Say how many lines in the entries below have the word "instrument" in them, giving only the number.

......

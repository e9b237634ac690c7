//! Transfer workflow: request, then approve or reject.
//!
//! Only approval of a `Pending` transfer touches the stock ledger. Approval
//! and rejection of a transfer that already reached a terminal state return
//! it unchanged.

use chrono::{DateTime, Utc};
use serde::{Deserialize, Serialize};
use std::sync::Arc;
use tracing::{info, instrument, warn};
use validator::Validate;

use super::inventory::apply_move_stock;
use crate::{
    errors::ServiceError,
    events::Event,
    metrics,
    models::{generate_id, Snapshot, Transfer, TransferStatus},
    storage::StorageKey,
    store::DataStore,
};

#[derive(Debug, Clone, Serialize, Deserialize, Validate)]
#[serde(rename_all = "camelCase")]
pub struct TransferRequest {
    #[validate(length(min = 1, message = "Product ID cannot be empty"))]
    pub product_id: String,
    #[validate(length(min = 1, message = "Source showroom cannot be empty"))]
    pub from_showroom_id: String,
    #[validate(length(min = 1, message = "Destination showroom cannot be empty"))]
    pub to_showroom_id: String,
    #[validate(range(min = 1, message = "Quantity must be at least 1"))]
    pub quantity: u32,
    #[validate(length(min = 1, message = "Requester cannot be empty"))]
    pub requested_by: String,
    pub notes: Option<String>,
}

pub fn apply_request_transfer(
    snapshot: &mut Snapshot,
    request: &TransferRequest,
    transfer_id: String,
    now: DateTime<Utc>,
) -> Result<Transfer, ServiceError> {
    if request.from_showroom_id == request.to_showroom_id {
        return Err(ServiceError::ValidationError(
            "Source and destination showrooms must differ".to_string(),
        ));
    }
    snapshot.showroom(&request.from_showroom_id)?;
    snapshot.showroom(&request.to_showroom_id)?;
    let product = snapshot.product(&request.product_id)?;

    let available = product.quantity_at(&request.from_showroom_id);
    if available < request.quantity {
        return Err(ServiceError::InsufficientStock {
            product_id: product.id.clone(),
            showroom_id: request.from_showroom_id.clone(),
            available,
            requested: request.quantity,
        });
    }

    let transfer = Transfer {
        id: transfer_id,
        product_id: product.id.clone(),
        product_name: product.name.clone(),
        from_showroom_id: request.from_showroom_id.clone(),
        to_showroom_id: request.to_showroom_id.clone(),
        quantity: request.quantity,
        status: TransferStatus::Pending,
        requested_by: request.requested_by.clone(),
        approved_by: None,
        notes: request.notes.clone(),
        created_at: now,
        updated_at: None,
    };
    snapshot.transfers.push(transfer.clone());
    Ok(transfer)
}

/// Outcome of a review call.
#[derive(Debug, Clone, PartialEq)]
pub struct Review {
    pub transfer: Transfer,
    /// False when the transfer was already terminal and nothing changed.
    pub changed: bool,
}

/// Moves the stock and marks the transfer approved. A failed move leaves the
/// transfer `Pending`.
pub fn apply_approve_transfer(
    snapshot: &mut Snapshot,
    transfer_id: &str,
    approved_by: &str,
    now: DateTime<Utc>,
) -> Result<Review, ServiceError> {
    let transfer = snapshot.transfer(transfer_id)?.clone();
    if transfer.status.is_terminal() {
        return Ok(Review {
            transfer,
            changed: false,
        });
    }

    apply_move_stock(
        snapshot,
        &transfer.product_id,
        &transfer.from_showroom_id,
        &transfer.to_showroom_id,
        transfer.quantity,
        now,
    )?;

    let transfer = snapshot.transfer_mut(transfer_id)?;
    transfer.status = TransferStatus::Approved;
    transfer.approved_by = Some(approved_by.to_string());
    transfer.updated_at = Some(now);
    Ok(Review {
        transfer: transfer.clone(),
        changed: true,
    })
}

pub fn apply_reject_transfer(
    snapshot: &mut Snapshot,
    transfer_id: &str,
    rejected_by: &str,
    now: DateTime<Utc>,
) -> Result<Review, ServiceError> {
    let transfer = snapshot.transfer_mut(transfer_id)?;
    if transfer.status.is_terminal() {
        return Ok(Review {
            transfer: transfer.clone(),
            changed: false,
        });
    }
    transfer.status = TransferStatus::Rejected;
    transfer.approved_by = Some(rejected_by.to_string());
    transfer.updated_at = Some(now);
    Ok(Review {
        transfer: transfer.clone(),
        changed: true,
    })
}

#[derive(Clone)]
pub struct TransferService {
    store: Arc<DataStore>,
}

impl TransferService {
    pub fn new(store: Arc<DataStore>) -> Self {
        Self { store }
    }

    #[instrument(skip(self, request), fields(product_id = %request.product_id))]
    pub async fn request_transfer(&self, request: TransferRequest) -> Result<Transfer, ServiceError> {
        request.validate()?;
        let now = Utc::now();
        let transfer_id = generate_id();
        let transfer = self
            .store
            .mutate(&[StorageKey::Transfers], |s| {
                apply_request_transfer(s, &request, transfer_id, now)
            })
            .await?;

        info!(
            transfer_id = %transfer.id,
            from = %transfer.from_showroom_id,
            to = %transfer.to_showroom_id,
            quantity = transfer.quantity,
            "Transfer requested"
        );
        self.store
            .emit(Event::TransferRequested(transfer.id.clone()))
            .await;
        Ok(transfer)
    }

    #[instrument(skip(self))]
    pub async fn approve_transfer(
        &self,
        transfer_id: &str,
        approved_by: &str,
    ) -> Result<Transfer, ServiceError> {
        let now = Utc::now();
        let result = self
            .store
            .mutate(&[StorageKey::Products, StorageKey::Transfers], |s| {
                apply_approve_transfer(s, transfer_id, approved_by, now)
            })
            .await;

        let review = match result {
            Ok(review) => review,
            Err(e @ ServiceError::InsufficientStock { .. }) => {
                metrics::TRANSFER_FAILURES.inc();
                warn!(transfer_id, error = %e, "Transfer approval failed; transfer stays pending");
                self.store
                    .emit(Event::TransferApprovalFailed {
                        transfer_id: transfer_id.to_string(),
                        reason: e.to_string(),
                    })
                    .await;
                return Err(e);
            }
            Err(e) => return Err(e),
        };

        if review.changed {
            metrics::TRANSFERS_APPROVED.inc();
            metrics::STOCK_MOVES.inc();
            info!(transfer_id, approved_by, "Transfer approved");
            self.store
                .emit(Event::TransferApproved {
                    transfer_id: transfer_id.to_string(),
                    approved_by: approved_by.to_string(),
                })
                .await;
        } else {
            info!(transfer_id, status = %review.transfer.status, "Transfer already reviewed");
        }
        Ok(review.transfer)
    }

    #[instrument(skip(self))]
    pub async fn reject_transfer(
        &self,
        transfer_id: &str,
        rejected_by: &str,
    ) -> Result<Transfer, ServiceError> {
        let now = Utc::now();
        let review = self
            .store
            .mutate(&[StorageKey::Transfers], |s| {
                apply_reject_transfer(s, transfer_id, rejected_by, now)
            })
            .await?;

        if review.changed {
            info!(transfer_id, rejected_by, "Transfer rejected");
            self.store
                .emit(Event::TransferRejected {
                    transfer_id: transfer_id.to_string(),
                    rejected_by: rejected_by.to_string(),
                })
                .await;
        }
        Ok(review.transfer)
    }

    pub async fn update_transfer_notes(
        &self,
        transfer_id: &str,
        notes: Option<String>,
    ) -> Result<Transfer, ServiceError> {
        let now = Utc::now();
        self.store
            .mutate(&[StorageKey::Transfers], |s| {
                let transfer = s.transfer_mut(transfer_id)?;
                transfer.notes = notes;
                transfer.updated_at = Some(now);
                Ok(transfer.clone())
            })
            .await
    }

    pub async fn list_transfers(&self) -> Vec<Transfer> {
        self.store.read(|s| s.transfers.clone()).await
    }

    pub async fn get_transfer(&self, transfer_id: &str) -> Result<Transfer, ServiceError> {
        self.store.read(|s| s.transfer(transfer_id).cloned()).await
    }

    pub async fn pending_transfers(&self) -> Vec<Transfer> {
        self.store
            .read(|s| {
                s.transfers
                    .iter()
                    .filter(|t| t.status == TransferStatus::Pending)
                    .cloned()
                    .collect()
            })
            .await
    }

    /// Transfers where the showroom is the source or the destination.
    pub async fn transfers_for_showroom(&self, showroom_id: &str) -> Vec<Transfer> {
        self.store
            .read(|s| {
                s.transfers
                    .iter()
                    .filter(|t| t.involves_showroom(showroom_id))
                    .cloned()
                    .collect()
            })
            .await
    }
}

#[cfg(test)]
mod tests {
    use super::*;
    use crate::models::{Product, ProductCategory, Showroom};
    use assert_matches::assert_matches;
    use rust_decimal_macros::dec;

    fn snapshot(a: u32, b: u32) -> Snapshot {
        let now = Utc::now();
        let showroom = |id: &str| Showroom {
            id: id.into(),
            name: id.into(),
            location: "Ludhiana".into(),
            contact_person: "Gurpreet".into(),
            phone: "9876543211".into(),
            email: "g@agri.in".into(),
            created_at: now,
            updated_at: None,
        };
        Snapshot {
            showrooms: vec![showroom("A"), showroom("B")],
            products: vec![Product {
                id: "X".into(),
                name: "Hybrid Maize".into(),
                category: ProductCategory::Seeds,
                unit: "kg".into(),
                price: dec!(50),
                gst: dec!(10),
                image: None,
                description: None,
                stock: [("A".to_string(), a), ("B".to_string(), b)]
                    .into_iter()
                    .collect(),
                created_at: now,
                updated_at: None,
            }],
            ..Default::default()
        }
    }

    fn request(quantity: u32) -> TransferRequest {
        TransferRequest {
            product_id: "X".into(),
            from_showroom_id: "A".into(),
            to_showroom_id: "B".into(),
            quantity,
            requested_by: "Mumbai Admin".into(),
            notes: None,
        }
    }

    #[test]
    fn request_does_not_move_stock() {
        let mut s = snapshot(100, 20);
        let t = apply_request_transfer(&mut s, &request(30), "t1".into(), Utc::now()).unwrap();
        assert_eq!(t.status, TransferStatus::Pending);
        assert_eq!(t.product_name, "Hybrid Maize");
        assert_eq!(s.product("X").unwrap().quantity_at("A"), 100);
    }

    #[test]
    fn request_checks_source_stock() {
        let mut s = snapshot(10, 0);
        assert_matches!(
            apply_request_transfer(&mut s, &request(11), "t1".into(), Utc::now()),
            Err(ServiceError::InsufficientStock { available: 10, .. })
        );
        assert!(s.transfers.is_empty());
    }

    #[test]
    fn approval_moves_stock_once() {
        let mut s = snapshot(100, 20);
        apply_request_transfer(&mut s, &request(30), "t1".into(), Utc::now()).unwrap();

        let first = apply_approve_transfer(&mut s, "t1", "Admin", Utc::now()).unwrap();
        assert!(first.changed);
        assert_eq!(first.transfer.status, TransferStatus::Approved);
        assert_eq!(first.transfer.approved_by.as_deref(), Some("Admin"));

        let second = apply_approve_transfer(&mut s, "t1", "Admin", Utc::now()).unwrap();
        assert!(!second.changed);

        let p = s.product("X").unwrap();
        assert_eq!((p.quantity_at("A"), p.quantity_at("B")), (70, 50));
    }

    #[test]
    fn approval_without_stock_keeps_transfer_pending() {
        let mut s = snapshot(100, 20);
        apply_request_transfer(&mut s, &request(30), "t1".into(), Utc::now()).unwrap();
        s.product_mut("X").unwrap().stock.insert("A".into(), 10);
        let before = s.clone();

        assert_matches!(
            apply_approve_transfer(&mut s, "t1", "Admin", Utc::now()),
            Err(ServiceError::InsufficientStock { available: 10, requested: 30, .. })
        );
        assert_eq!(s.transfer("t1").unwrap().status, TransferStatus::Pending);
        assert_eq!(s.product("X").unwrap(), before.product("X").unwrap());
    }

    #[test]
    fn rejection_is_terminal_and_records_reviewer() {
        let mut s = snapshot(100, 20);
        apply_request_transfer(&mut s, &request(30), "t1".into(), Utc::now()).unwrap();

        let review = apply_reject_transfer(&mut s, "t1", "Super Admin", Utc::now()).unwrap();
        assert_eq!(review.transfer.status, TransferStatus::Rejected);
        assert_eq!(review.transfer.approved_by.as_deref(), Some("Super Admin"));

        let again = apply_approve_transfer(&mut s, "t1", "Admin", Utc::now()).unwrap();
        assert!(!again.changed);
        assert_eq!(again.transfer.status, TransferStatus::Rejected);
        assert_eq!(s.product("X").unwrap().quantity_at("A"), 100);
    }
}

......

## FINISHED EXERCISE
4